Part three of the TVD Record Store Club’s look at the new and reissued releases presently in stores for August 2021. Part one is here and part two is here.

NEW RELEASE PICKS: James McMurtry, The Horses and the Hounds (New West) There isn’t a lot of elbow room in the scene McMurtry inhabits, specifically the country-folk-Americana-roots rock singer-songwriter zone, but frankly very few do it better, with his stature in a crowded field only amplified by a six-year break between releases. How’s he do it? Well, he and his band play bright but rugged, and more importantly, his tunes are consistently strong. That McMurtry, the son of prolific (and recently passed) novelist Larry McMurtry, doesn’t do autobiography (as quoted in a recent Rolling Stone article), certainly helps, though even more crucially, his songs avoid the staleness of creative-writing class cliché. And it makes a big difference that he’s open to taking chances, with none bigger than “Ft. Walton Wake-Up Call,” a sort of talking storyteller ditty where McMurtry flirts with sounding like C.W. McCall but ends up pulling it off, mainly through astute observations; likewise, “Operation Never Mind.” At this stage, I dig the anthemic up-tempo rocker “What’s the Matter” best, but the record doesn’t falter. A-

Thalia Zedek Band, Perfect Vision (Thrill Jockey) Entering her fifth decade making music (having debuted on wax as part of Dangerous Birds in the early ’80s), guitarist, vocalist, and songwriter Zedek’s latest exhibits no signs of creative fatigue. To the contrary, Perfect Vision underscores her adaptability, as it was recorded remotely due to (you guessed it) the pandemic. Operating in this manner allowed for a wide array of guest contributors. There’s Karan Zarkisian on pedal steel, Brian Carpenter on trumpet, and cellist (and Zedek’s labelmate) Alison Chesley aka Helen Money. And of course, there are familiar elements, including her regular collaborator, violist David Michael Curry, plus her bandmate in the outfit E, drummer Gavin McCarthy, but most recognizable is the tough and assured expressiveness of the singing and the distinctive way the songs unwind. Fully capable of writing catchy tunes, Zedek’s focus encompasses the layering of textures, the juxtaposition of timbres and the tension that builds through methodical repetition. In short, it’s another sweet record from Thalia Zedek. A-

REISSUE/ARCHIVAL PICKS: Richard Hell and the Voidoids, Destiny Street (Complete), Destiny Street Remixed, & Destiny Street Demos (Omnivore) The first of these titles is a 2CD set that includes the contents of the second and third, both vinyl sets. In addition, the 2CD opens with a remastered version of the original Destiny Street, the second album by Hell and the Voidoids, a record that’s mix Hell has hated since the album’s release in 1981. It’s followed on the first CD by Destiny Street Repaired, which featured guitarists Bill Frisell, Marc Ribot, and Voidoid Ivan Julian overdubbing guitar in place of original Destiny Street guitarists Robert Quine (who passed in 2004) and Naux (Juan Marciel) (whose death occurred in 2009), with Hell singing the tracks anew. Destiny Street Repaired was made possible by the then recent discovery of the tape holding the original album’s rhythm tracks, while in 2019, three of the four Destiny Street masters, long thought lost, were discovered, allowing Hell (with the aid of Nick Zinner of the Yeah Yeah Yeahs) to finally remix the record to his satisfaction.

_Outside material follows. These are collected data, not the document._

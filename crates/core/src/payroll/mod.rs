//! Payroll settlement logic.
//!
//! - Pay periods and the holiday calendar
//! - Loss-of-pay (LOP) day calculation
//! - Salary draft figures
//! - Posting plans for accrual and payment entries
//! - Error types for payroll operations

pub mod calendar;
pub mod error;
pub mod lop;
pub mod salary;
pub mod settlement;
pub mod types;

#[cfg(test)]
mod lop_props;

pub use calendar::{HolidayCalendar, PayPeriod};
pub use error::PayrollError;
pub use lop::{LopBreakdown, LopCalculator};
pub use salary::{PAYROLL_DAY_DIVISOR, SalaryCalculator, SalaryFigures, SalaryInput, round_currency};
pub use settlement::{AdvanceShare, PostingPlan, SettlementPlanner, SlipObligation};
pub use types::{
    AttendanceDay, AttendanceStatus, LeaveSpan, PayrollType, RunStatus, SalaryStructure,
    SlipStatus, is_loss_of_pay_leave,
};
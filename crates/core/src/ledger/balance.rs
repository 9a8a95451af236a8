//! Ledger balance calculations.
//!
//! Ledgers store one signed balance in the debit-positive convention:
//! every debit adds and every credit subtracts, whatever the head. The
//! head's nature only decides how that number is read.

use rust_decimal::Decimal;
use serde::{Deserialize, Serialize};
use uuid::Uuid;

/// Which side increases a ledger.
///
/// - Asset/Expense: debit-normal
/// - Liability/Equity/Income: credit-normal
#[derive(Debug, Clone, Copy, PartialEq, Eq, Serialize, Deserialize)]
pub enum BalanceNature {
    /// Debit-normal ledgers (Asset, Expense)
    DebitNormal,
    /// Credit-normal ledgers (Liability, Equity, Income)
    CreditNormal,
}

impl BalanceNature {
    /// Change of the natural balance caused by one leg.
    #[must_use]
    pub fn natural_change(self, debit: Decimal, credit: Decimal) -> Decimal {
        match self {
            Self::DebitNormal => debit - credit,
            Self::CreditNormal => credit - debit,
        }
    }

    /// Reads a stored (debit-positive) balance with this nature's sign.
    #[must_use]
    pub fn natural_balance(self, stored: Decimal) -> Decimal {
        match self {
            Self::DebitNormal => stored,
            Self::CreditNormal => -stored,
        }
    }
}

/// Debit and credit totals of one ledger, accumulated from its lines.
#[derive(Debug, Clone, PartialEq, Eq, Serialize, Deserialize)]
pub struct LedgerBalance {
    /// The ledger ID.
    pub ledger_id: Uuid,
    /// Total debit amount.
    pub debit_total: Decimal,
    /// Total credit amount.
    pub credit_total: Decimal,
}

impl LedgerBalance {
    /// Creates an empty balance.
    #[must_use]
    pub const fn new(ledger_id: Uuid) -> Self {
        Self {
            ledger_id,
            debit_total: Decimal::ZERO,
            credit_total: Decimal::ZERO,
        }
    }

    /// Adds one line.
    pub fn add_line(&mut self, debit: Decimal, credit: Decimal) {
        self.debit_total += debit;
        self.credit_total += credit;
    }

    /// Balance in the stored debit-positive convention.
    #[must_use]
    pub fn stored_balance(&self) -> Decimal {
        self.debit_total - self.credit_total
    }

    /// Balance read with the head's sign.
    #[must_use]
    pub fn natural_balance(&self, nature: BalanceNature) -> Decimal {
        nature.natural_change(self.debit_total, self.credit_total)
    }
}

/// Running balance after one statement line.
#[derive(Debug, Clone, Copy, PartialEq, Eq, Serialize, Deserialize)]
pub struct RunningBalance {
    /// Balance before this line.
    pub previous_balance: Decimal,
    /// Balance after this line.
    pub current_balance: Decimal,
}

impl RunningBalance {
    /// Starts a chain at an opening balance.
    #[must_use]
    pub const fn opening(balance: Decimal) -> Self {
        Self {
            previous_balance: balance,
            current_balance: balance,
        }
    }

    /// Applies the next change.
    ///
    /// - current_balance[N] = previous_balance[N] + change
    /// - previous_balance[N] = current_balance[N-1]
    #[must_use]
    pub fn next(&self, change: Decimal) -> Self {
        Self {
            previous_balance: self.current_balance,
            current_balance: self.current_balance + change,
        }
    }
}

#[cfg(test)]
mod tests {
    use super::*;
    use proptest::prelude::*;
    use rust_decimal_macros::dec;

    /// Strategy for generating non-negative leg amounts
    fn leg_strategy() -> impl Strategy<Value = Decimal> {
        (0i64..10_000_000i64).prop_map(|n| Decimal::new(n, 2))
    }

    /// Strategy for generating a sequence of (debit, credit) legs
    fn legs_strategy(max_len: usize) -> impl Strategy<Value = Vec<(Decimal, Decimal)>> {
        prop::collection::vec(
            prop_oneof![
                leg_strategy().prop_map(|d| (d, Decimal::ZERO)),
                leg_strategy().prop_map(|c| (Decimal::ZERO, c)),
            ],
            1..=max_len,
        )
    }

    proptest! {
        #![proptest_config(ProptestConfig::with_cases(100))]

        /// The natural balance of a ledger equals its stored balance read
        /// through the head's sign.
        #[test]
        fn prop_natural_balance_matches_stored(legs in legs_strategy(30)) {
            let mut balance = LedgerBalance::new(Uuid::nil());
            for (debit, credit) in &legs {
                balance.add_line(*debit, *credit);
            }

            for nature in [BalanceNature::DebitNormal, BalanceNature::CreditNormal] {
                prop_assert_eq!(
                    balance.natural_balance(nature),
                    nature.natural_balance(balance.stored_balance())
                );
            }
        }

        /// A running chain over all legs ends at the natural balance.
        #[test]
        fn prop_running_chain_ends_at_natural_balance(
            legs in legs_strategy(30),
            credit_normal in any::<bool>(),
        ) {
            let nature = if credit_normal {
                BalanceNature::CreditNormal
            } else {
                BalanceNature::DebitNormal
            };
            let mut running = RunningBalance::opening(Decimal::ZERO);
            let mut totals = LedgerBalance::new(Uuid::nil());
            for (debit, credit) in &legs {
                let next = running.next(nature.natural_change(*debit, *credit));
                prop_assert_eq!(next.previous_balance, running.current_balance);
                running = next;
                totals.add_line(*debit, *credit);
            }
            prop_assert_eq!(running.current_balance, totals.natural_balance(nature));
        }
    }

    #[test]
    fn test_natural_change() {
        assert_eq!(
            BalanceNature::DebitNormal.natural_change(dec!(100), dec!(0)),
            dec!(100)
        );
        assert_eq!(
            BalanceNature::CreditNormal.natural_change(dec!(100), dec!(0)),
            dec!(-100)
        );
        assert_eq!(
            BalanceNature::CreditNormal.natural_change(dec!(0), dec!(40)),
            dec!(40)
        );
    }

    #[test]
    fn test_ledger_balance_totals() {
        let mut balance = LedgerBalance::new(Uuid::nil());
        balance.add_line(dec!(500), dec!(0));
        balance.add_line(dec!(0), dec!(200));
        assert_eq!(balance.stored_balance(), dec!(300));
        assert_eq!(balance.natural_balance(BalanceNature::CreditNormal), dec!(-300));
    }
}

When Destiny Street (Complete) came out back in January, I was stoked, as I’ve always thought Destiny Street a tad underrated, and was eager to hear it remastered, while at the same time understanding Hell’s misgivings. And so, I was just as keen to check out the remix. Soaking up an LP’s worth of demos and getting reacquainted with the Repaired set was like topping a delicious meal with desert. Soaking it all up was indeed a wonderful experience but I procrastinated in writing it up and then completely lost track. Here’s my belated thoughts as all three releases are still available. As I said, the original Destiny Street was undervalued in my estimation, and this remastering sharpens its positive qualities, but not enough to raise the grade in comparison to my original vinyl. A- Without original Voidoid guitarist Julian and the massively talented Frisell and Ribot, Repaired would’ve likely been a mistake, but they pulled it off, and the vocals of the aged Hell add value. A- Hell’s remixing is noticeable and an improvement. A The Demos span four years and are the opposite of negligible. A- Put it all together, you get an A.

Marisa Anderson/William Tyler, Lost Futures (Thrill Jockey) It’s not a bit surprising that this set imparts no sense of disappointment, as guitarist Anderson’s records for Grapefruit, Mississippi, and Thrill Jockey have all been stone winners, and guitarist Tyler’s been dazzling ears since his days with Lambchop. Additionally, both are established as duo collaborators, particularly Anderson, who has recorded in tandem with Jim White, Tashi Dorji, and Tara Jane O’Neil. But please also consider Understand, Tyler’s recent album with Luke Schneider, which received a very positive review from this website just a few weeks back. What’s maybe just a wee bit unexpected is the range on display across Lost Futures. There is fingerpicking (much of the record, but I’m particularly fond of the title track, “At the Edge of the World” and “Life and Casualty”), and there are contemplative, even atmospheric passages (as in opener “News About Heaven”), but there is also a distorted drone pulser halfway between Krautrock and early Spacemen 3 (“Something Will Come”) and a wonderfully pretty little standout (“Hurricane Light”). A-

Wendy Eisenberg/Stephen Gauci, Pandemic Duets & Lisa Hoppe/Stephen Gauci, Pandemic Duets (gaucimusic) Back in January, I reviewed two of tenor saxophonist Gauci’s digital-only free-improvisational duo exchanges, one featuring bassist Michael Bisio, the other with drummer Gerald Cleaver. Gauci originally intended for just five improvs, but the interactions, all of which were organized safely and recorded at Scholes Street Studio in Brooklyn last summer, swelled to 19, and that’s the number that are currently available on Gauci’s Bandcamp. As the shared title makes obvious, these excursions wouldn’t exist if not for the Covid-19 pandemic as it transpired last year, but they are also a reaction to, or better said, a refusal to accept or surrender to, the state of the world as it existed in 2020.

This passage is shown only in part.